• _Task description_:
Reproduce the entries below exactly, but only from the line containing "must pass a" to the line containing "not this module's.", inclusive.

- - -

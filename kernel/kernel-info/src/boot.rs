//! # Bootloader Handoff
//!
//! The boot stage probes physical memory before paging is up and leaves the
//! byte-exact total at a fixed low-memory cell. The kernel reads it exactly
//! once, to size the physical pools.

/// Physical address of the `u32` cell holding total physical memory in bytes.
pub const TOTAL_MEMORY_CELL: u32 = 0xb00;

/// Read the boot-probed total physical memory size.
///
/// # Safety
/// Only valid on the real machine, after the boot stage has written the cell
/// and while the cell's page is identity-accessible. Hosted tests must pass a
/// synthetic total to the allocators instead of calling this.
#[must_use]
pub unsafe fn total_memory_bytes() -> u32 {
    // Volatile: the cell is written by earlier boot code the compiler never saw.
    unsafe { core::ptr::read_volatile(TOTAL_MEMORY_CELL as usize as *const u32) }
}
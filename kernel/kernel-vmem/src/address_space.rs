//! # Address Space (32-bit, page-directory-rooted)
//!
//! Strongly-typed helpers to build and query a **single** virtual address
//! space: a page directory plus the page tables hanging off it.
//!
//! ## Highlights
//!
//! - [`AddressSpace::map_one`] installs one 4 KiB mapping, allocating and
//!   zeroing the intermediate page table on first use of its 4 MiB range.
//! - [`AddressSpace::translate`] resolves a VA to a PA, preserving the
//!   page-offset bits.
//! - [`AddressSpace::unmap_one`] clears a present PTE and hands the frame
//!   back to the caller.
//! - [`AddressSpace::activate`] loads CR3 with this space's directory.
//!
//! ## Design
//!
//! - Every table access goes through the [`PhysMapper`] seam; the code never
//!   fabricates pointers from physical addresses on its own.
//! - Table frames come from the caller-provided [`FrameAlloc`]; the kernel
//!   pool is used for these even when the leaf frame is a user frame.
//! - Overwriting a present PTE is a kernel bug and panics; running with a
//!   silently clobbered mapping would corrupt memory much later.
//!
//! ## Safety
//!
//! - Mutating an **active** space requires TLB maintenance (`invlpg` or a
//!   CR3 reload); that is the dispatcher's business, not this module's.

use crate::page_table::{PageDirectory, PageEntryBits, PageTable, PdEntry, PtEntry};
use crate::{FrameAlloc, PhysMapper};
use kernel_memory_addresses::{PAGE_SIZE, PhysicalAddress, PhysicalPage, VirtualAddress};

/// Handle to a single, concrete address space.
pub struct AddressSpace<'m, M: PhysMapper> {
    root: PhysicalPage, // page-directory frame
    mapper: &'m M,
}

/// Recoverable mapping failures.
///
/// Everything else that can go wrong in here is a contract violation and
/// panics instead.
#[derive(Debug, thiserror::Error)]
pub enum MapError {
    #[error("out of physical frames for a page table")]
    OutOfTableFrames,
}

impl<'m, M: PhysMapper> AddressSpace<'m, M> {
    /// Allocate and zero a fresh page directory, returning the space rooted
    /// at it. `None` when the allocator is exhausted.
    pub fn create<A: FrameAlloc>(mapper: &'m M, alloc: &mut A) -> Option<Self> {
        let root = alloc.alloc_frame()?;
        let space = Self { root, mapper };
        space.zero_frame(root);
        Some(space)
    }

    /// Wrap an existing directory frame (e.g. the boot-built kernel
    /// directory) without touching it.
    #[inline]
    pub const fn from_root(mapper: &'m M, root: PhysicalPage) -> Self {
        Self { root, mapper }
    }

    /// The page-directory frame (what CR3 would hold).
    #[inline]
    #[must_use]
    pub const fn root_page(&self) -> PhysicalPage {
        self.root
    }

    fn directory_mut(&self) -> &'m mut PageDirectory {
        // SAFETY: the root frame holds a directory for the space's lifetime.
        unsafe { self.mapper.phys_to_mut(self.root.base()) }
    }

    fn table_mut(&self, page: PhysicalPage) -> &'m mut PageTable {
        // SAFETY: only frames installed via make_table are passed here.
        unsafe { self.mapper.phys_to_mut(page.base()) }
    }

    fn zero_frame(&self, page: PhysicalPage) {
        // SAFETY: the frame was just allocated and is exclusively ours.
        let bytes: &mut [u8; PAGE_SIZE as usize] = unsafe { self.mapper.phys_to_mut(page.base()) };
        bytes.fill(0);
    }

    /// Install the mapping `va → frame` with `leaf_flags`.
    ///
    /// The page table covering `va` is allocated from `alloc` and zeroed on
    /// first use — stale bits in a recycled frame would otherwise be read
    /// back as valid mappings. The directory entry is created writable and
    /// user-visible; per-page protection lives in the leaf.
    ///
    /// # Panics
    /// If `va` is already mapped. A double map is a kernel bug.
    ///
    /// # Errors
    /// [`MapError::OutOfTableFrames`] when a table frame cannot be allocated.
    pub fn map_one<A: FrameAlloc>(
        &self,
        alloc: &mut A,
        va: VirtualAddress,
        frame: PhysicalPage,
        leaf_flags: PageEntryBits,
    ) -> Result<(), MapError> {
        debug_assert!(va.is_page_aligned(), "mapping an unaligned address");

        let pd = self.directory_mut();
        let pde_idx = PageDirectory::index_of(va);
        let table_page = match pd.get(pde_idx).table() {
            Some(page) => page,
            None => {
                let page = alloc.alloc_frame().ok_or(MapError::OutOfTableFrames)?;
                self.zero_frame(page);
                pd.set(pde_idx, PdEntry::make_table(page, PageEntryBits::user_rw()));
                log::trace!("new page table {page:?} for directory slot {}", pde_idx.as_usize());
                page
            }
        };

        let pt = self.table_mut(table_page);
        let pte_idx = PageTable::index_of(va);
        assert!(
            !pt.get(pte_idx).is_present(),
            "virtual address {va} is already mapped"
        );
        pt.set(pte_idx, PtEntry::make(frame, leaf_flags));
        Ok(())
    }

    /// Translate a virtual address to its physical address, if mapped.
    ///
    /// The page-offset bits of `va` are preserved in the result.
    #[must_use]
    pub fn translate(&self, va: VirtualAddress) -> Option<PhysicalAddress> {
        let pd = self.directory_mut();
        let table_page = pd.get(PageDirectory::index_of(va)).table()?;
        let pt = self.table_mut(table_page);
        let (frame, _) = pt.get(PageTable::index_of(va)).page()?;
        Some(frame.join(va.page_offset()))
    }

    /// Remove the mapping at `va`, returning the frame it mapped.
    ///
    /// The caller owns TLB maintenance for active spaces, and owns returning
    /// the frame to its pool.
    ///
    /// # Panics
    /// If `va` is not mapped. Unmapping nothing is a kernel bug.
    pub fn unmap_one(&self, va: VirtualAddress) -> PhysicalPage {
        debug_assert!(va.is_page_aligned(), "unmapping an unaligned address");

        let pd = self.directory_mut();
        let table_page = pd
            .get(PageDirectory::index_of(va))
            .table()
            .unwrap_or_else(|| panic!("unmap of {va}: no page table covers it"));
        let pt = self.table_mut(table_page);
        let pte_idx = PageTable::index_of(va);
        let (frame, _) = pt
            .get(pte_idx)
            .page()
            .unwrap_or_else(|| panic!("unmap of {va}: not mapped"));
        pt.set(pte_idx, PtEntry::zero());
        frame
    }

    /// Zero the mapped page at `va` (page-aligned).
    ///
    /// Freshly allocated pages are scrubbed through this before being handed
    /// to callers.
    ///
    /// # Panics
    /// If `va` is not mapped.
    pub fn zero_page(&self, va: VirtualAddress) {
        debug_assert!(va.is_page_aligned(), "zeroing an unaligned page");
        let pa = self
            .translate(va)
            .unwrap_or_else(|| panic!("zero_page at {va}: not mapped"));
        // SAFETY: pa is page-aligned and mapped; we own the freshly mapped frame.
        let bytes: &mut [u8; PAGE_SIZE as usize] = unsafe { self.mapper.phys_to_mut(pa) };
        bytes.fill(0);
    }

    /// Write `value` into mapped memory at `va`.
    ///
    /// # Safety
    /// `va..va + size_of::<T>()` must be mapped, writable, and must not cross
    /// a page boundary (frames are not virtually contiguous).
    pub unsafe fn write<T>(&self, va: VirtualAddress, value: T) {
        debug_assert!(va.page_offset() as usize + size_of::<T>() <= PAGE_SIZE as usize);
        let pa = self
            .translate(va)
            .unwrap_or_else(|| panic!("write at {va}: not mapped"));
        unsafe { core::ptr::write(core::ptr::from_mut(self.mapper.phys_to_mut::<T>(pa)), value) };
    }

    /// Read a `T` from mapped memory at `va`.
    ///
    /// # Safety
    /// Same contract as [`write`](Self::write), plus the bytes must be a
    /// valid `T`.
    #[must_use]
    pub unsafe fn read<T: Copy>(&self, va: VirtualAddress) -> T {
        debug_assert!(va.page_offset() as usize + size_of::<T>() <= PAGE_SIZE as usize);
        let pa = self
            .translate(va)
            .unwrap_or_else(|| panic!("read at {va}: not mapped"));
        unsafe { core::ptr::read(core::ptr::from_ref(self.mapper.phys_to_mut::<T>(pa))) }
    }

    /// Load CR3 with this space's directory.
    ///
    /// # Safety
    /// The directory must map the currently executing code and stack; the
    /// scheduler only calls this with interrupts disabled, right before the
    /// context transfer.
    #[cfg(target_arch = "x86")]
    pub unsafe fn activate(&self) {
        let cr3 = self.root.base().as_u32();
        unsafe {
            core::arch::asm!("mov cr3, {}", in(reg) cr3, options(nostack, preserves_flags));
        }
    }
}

- - -

• _Response area_:
/// and while the cell's page is identity-accessible. Hosted tests must pass a
/// synthetic total to the allocators instead of calling this.
#[must_use]
pub unsafe fn total_memory_bytes() -> u32 {
    // Volatile: the cell is written by earlier boot code the compiler never saw.
    unsafe { core::ptr::read_volatile(TOTAL_MEMORY_CELL as usize as *const u32) }
}
filename kernel/kernel-vmem/src/address_space.rs
//! # Address Space (32-bit, page-directory-rooted)
//!
//! Strongly-typed helpers to build and query a **single** virtual address
//! space: a page directory plus the page tables hanging off it.
//!
//! ## Highlights
//!
//! - [`AddressSpace::map_one`] installs one 4 KiB mapping, allocating and
//!   zeroing the intermediate page table on first use of its 4 MiB range.
//! - [`AddressSpace::translate`] resolves a VA to a PA, preserving the
//!   page-offset bits.
//! - [`AddressSpace::unmap_one`] clears a present PTE and hands the frame
//!   back to the caller.
//! - [`AddressSpace::activate`] loads CR3 with this space's directory.
//!
//! ## Design
//!
//! - Every table access goes through the [`PhysMapper`] seam; the code never
//!   fabricates pointers from physical addresses on its own.
//! - Table frames come from the caller-provided [`FrameAlloc`]; the kernel
//!   pool is used for these even when the leaf frame is a user frame.
//! - Overwriting a present PTE is a kernel bug and panics; running with a
//!   silently clobbered mapping would corrupt memory much later.
//!
//! ## Safety
//!
//! - Mutating an **active** space requires TLB maintenance (`invlpg` or a
//!   CR3 reload); that is the dispatcher's business, not this module's.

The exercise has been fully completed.